Even though taxonomically, birds and mammals are on very different branches of the vertebrate animal tree, because seals and penguins lead comparable life-styles, sometimes they can also end up with similar (or in this case, the same) parasites. In this case, Magellanic penguins end up with what is usually a seal parasite because they have been eating the same fish that the seal usually feed on, and they are physiologically similar enough to seals and sea lions for C.australe to go "Eh, good enough.". In fact, C. australe seems to be a fairly versatile parasite - it has been reported from 16 different types of marine mammals and birds. However, those previous reports also indicate that the parasite can only produce viable eggs while living in pinnipeds, and in the evolutionary game it all comes to nothing if you can't reproduce. Which means while C. australe can stay alive in those non-pinniped hosts, those other hosts are effectively dead ends.
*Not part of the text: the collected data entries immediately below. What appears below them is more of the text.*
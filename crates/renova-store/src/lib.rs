//! Renova Store - local persistence shim over SQLite
//!
//! Provides:
//! - SQLite schema with an embedded migrations framework
//! - One repository per collection implementing the persistence contract
//! - Auto-seeding of the default showroom dataset
//! - Inline image storage as data URLs
//! - A persisted development session standing in for an identity provider
//! - Export, import, clear and reset utilities

pub mod db;
pub mod errors;
pub mod images;
pub mod migrations;
pub mod repo;
pub mod seed;
pub mod session;
pub mod store;

// Re-export key types
pub use errors::Result;
pub use images::LocalImageStore;
pub use repo::{LocalAbout, LocalCollection};
pub use seed::LocalSnapshot;
pub use session::LocalIdentity;
pub use store::LocalStore;

/// Backend name used in log fields
pub const BACKEND: &str = "local";
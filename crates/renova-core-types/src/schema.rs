//! Canonical schema constants for structured logging and events
//!
//! These constants keep log field names identical across the local shim,
//! the remote client and the engine.

// Canonical field keys for structured logging
pub const FIELD_COMPONENT: &str = "component";
pub const FIELD_OP: &str = "op";
pub const FIELD_EVENT: &str = "event";
pub const FIELD_DURATION_MS: &str = "duration_ms";
pub const FIELD_REQUEST_ID: &str = "request_id";

// Persistence context
pub const FIELD_BACKEND: &str = "backend";
pub const FIELD_COLLECTION: &str = "collection";
pub const FIELD_ENTITY_ID: &str = "entity_id";
pub const FIELD_ROW_COUNT: &str = "row_count";

// Error fields
pub const FIELD_ERR_KIND: &str = "err_kind";
pub const FIELD_ERR_CODE: &str = "err_code";

// Canonical event names
pub const EVENT_START: &str = "start";
pub const EVENT_END: &str = "end";
pub const EVENT_END_ERROR: &str = "end_error";
pub const EVENT_FALLBACK: &str = "fallback";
But, this study shows that not only can C. australe survive perfectly fine in penguins, they can also reproduce while living in a bird host. From the samples that the researchers examined, 19 out of the 20 seals and sea lions they looked at were infected with C. australe. In comparison, only 18 out of the 87 penguins they examined were infected. Female worms grew bigger in the gut of Magellanic penguins, yet at same time they did not produce as much eggs as those living in pinnipeds. Also for some currently unknown reason (s), the sex ratio of C. australe in penguins is highly skewed - whereas seals and sea lion have an almost one-to-one ratio of male versus female worms in their guts, females worms vastly outnumbered male worms in the gut of Magellanic penguins.
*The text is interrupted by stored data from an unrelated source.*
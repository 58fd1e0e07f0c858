#![allow(clippy::unwrap_used, clippy::expect_used)]

use proptest::prelude::*;
use renova_core::catalog::{
    available_brands, filter_catalog, format_mileage, format_rupiah, parse_rupiah, BrandFilter,
};
use renova_core::defaults;
use renova_core::model::Car;

fn fleet(brands: &[String]) -> Vec<Car> {
    let template = defaults::cars().remove(0);
    brands
        .iter()
        .enumerate()
        .map(|(i, brand)| Car {
            id: i.to_string(),
            name: format!("Model {}", i),
            brand: brand.clone(),
            ..template.clone()
        })
        .collect()
}

fn brand_strategy() -> impl Strategy<Value = String> {
    prop_oneof![
        Just("Toyota".to_string()),
        Just("Honda".to_string()),
        Just("Suzuki".to_string()),
        Just("Wuling".to_string()),
    ]
}

proptest! {
    #[test]
    fn prop_brand_filter_is_ordered_subsequence(brands in prop::collection::vec(brand_strategy(), 0..20)) {
        let cars = fleet(&brands);
        let filtered = filter_catalog(&cars, &BrandFilter::parse("Toyota"), "");

        prop_assert!(filtered.iter().all(|c| c.brand == "Toyota"));
        prop_assert_eq!(filtered.len(), brands.iter().filter(|b| *b == "Toyota").count());

        let positions: Vec<usize> = filtered.iter().map(|c| c.id.parse().unwrap()).collect();
        prop_assert!(positions.windows(2).all(|w| w[0] < w[1]));
    }

    #[test]
    fn prop_all_filter_with_empty_query_is_identity(brands in prop::collection::vec(brand_strategy(), 0..20)) {
        let cars = fleet(&brands);
        let filtered = filter_catalog(&cars, &BrandFilter::All, "");
        prop_assert_eq!(filtered.len(), cars.len());
    }

    #[test]
    fn prop_available_brands_sorted_and_distinct(brands in prop::collection::vec(brand_strategy(), 0..20)) {
        let listed = available_brands(&fleet(&brands));
        prop_assert!(listed.windows(2).all(|w| w[0] < w[1]));
    }

    #[test]
    fn prop_rupiah_formatting_parses_back(price in 0u64..10_000_000_000_000) {
        prop_assert_eq!(parse_rupiah(&format_rupiah(price)), Some(price));
    }

    #[test]
    fn prop_mileage_digits_preserved(km in 0u64..2_000_000) {
        let formatted = format_mileage(km);
        let digits: String = formatted.chars().filter(|c| c.is_ascii_digit()).collect();
        prop_assert_eq!(digits, km.to_string());
        prop_assert!(formatted.ends_with(" km"));
    }
}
Judging from egg production and prevalence, Magellanic penguins are not exactly the most ideal or reliable hosts for C. australe. Pinnipeds remain the hosts with the most for C. australe, but at least penguins can serve as a viable (if not ideal) substitute. For C. australe living in penguins, this might be a case of ecological fitting, whereby an organism can survive and (and even thrive) in a habitat which different to the one that it usually live in because it just so happen to have the right set of adaptations that allows it to survive in this new and novel environment.
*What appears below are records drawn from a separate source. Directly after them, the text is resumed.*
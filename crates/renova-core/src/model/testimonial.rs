use chrono::{DateTime, NaiveDate, Utc};
use serde::{Deserialize, Serialize};

use super::entity::{
    date_from_iso_or_long_form, id_from_string_or_number, Collection, Entity, SortOrder,
};

/// Customer review; hidden by the admin rather than deleted
#[derive(Debug, Clone, PartialEq, Serialize, Deserialize)]
#[serde(rename_all = "camelCase")]
pub struct Testimonial {
    #[serde(deserialize_with = "id_from_string_or_number")]
    pub id: String,
    pub name: String,
    /// e.g. "Pembeli HR-V SE"
    pub role: String,
    /// 1 to 5
    pub rating: u8,
    pub comment: String,
    /// Read as ISO or `12 Juni 2024`, written as ISO
    #[serde(deserialize_with = "date_from_iso_or_long_form")]
    pub date: NaiveDate,
    pub is_visible: bool,
}

#[derive(Debug, Clone, PartialEq, Serialize, Deserialize)]
#[serde(rename_all = "camelCase")]
pub struct TestimonialDraft {
    pub name: String,
    pub role: String,
    pub rating: u8,
    pub comment: String,
    pub date: NaiveDate,
    pub is_visible: bool,
}

#[derive(Debug, Clone, Default, PartialEq, Serialize, Deserialize)]
#[serde(rename_all = "camelCase")]
pub struct TestimonialPatch {
    #[serde(default, skip_serializing_if = "Option::is_none")]
    pub name: Option<String>,
    #[serde(default, skip_serializing_if = "Option::is_none")]
    pub role: Option<String>,
    #[serde(default, skip_serializing_if = "Option::is_none")]
    pub rating: Option<u8>,
    #[serde(default, skip_serializing_if = "Option::is_none")]
    pub comment: Option<String>,
    #[serde(default, skip_serializing_if = "Option::is_none")]
    pub date: Option<NaiveDate>,
    #[serde(default, skip_serializing_if = "Option::is_none")]
    pub is_visible: Option<bool>,
}

impl Entity for Testimonial {
    type Draft = TestimonialDraft;
    type Patch = TestimonialPatch;

    const COLLECTION: Collection = Collection::Testimonials;
    const SORT: SortOrder = SortOrder::Descending("date");

    fn id(&self) -> &str {
        &self.id
    }

    fn from_draft(id: String, _created_at: DateTime<Utc>, draft: TestimonialDraft) -> Self {
        Self {
            id,
            name: draft.name,
            role: draft.role,
            rating: draft.rating,
            comment: draft.comment,
            date: draft.date,
            is_visible: draft.is_visible,
        }
    }

    fn apply_patch(&mut self, patch: TestimonialPatch) {
        merge_fields!(self, patch, [name, role, rating, comment, date, is_visible]);
    }

    fn sort_key(&self) -> String {
        self.date.format("%Y-%m-%d").to_string()
    }

    fn seed_data() -> Vec<Self> {
        crate::defaults::testimonials()
    }
}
But there is another twist to this story. While most species of Corynosoma live in marine mammals, it seems that they had evolved from ancestors that originally lived in aquatic birds. So perhaps Corynosoma already has the latent ability to survive in the gut of a bird, and when circumstances brought them together, C. australe was ready. When it comes to this thorny worm, what is good enough for the sea lion is good enough for the penguin.

Reference:
Hernández-Orts, J. S., Brandão, M., Georgieva, S., Raga, J. A., Crespo, E. A., Luque, J. L., & Aznar, F. J. (2017). From mammals back to birds: Host-switch of the acanthocephalan Corynosoma australe from pinnipeds to the Magellanic penguin Spheniscus magellanicus. PloS One 12(10): e0183809.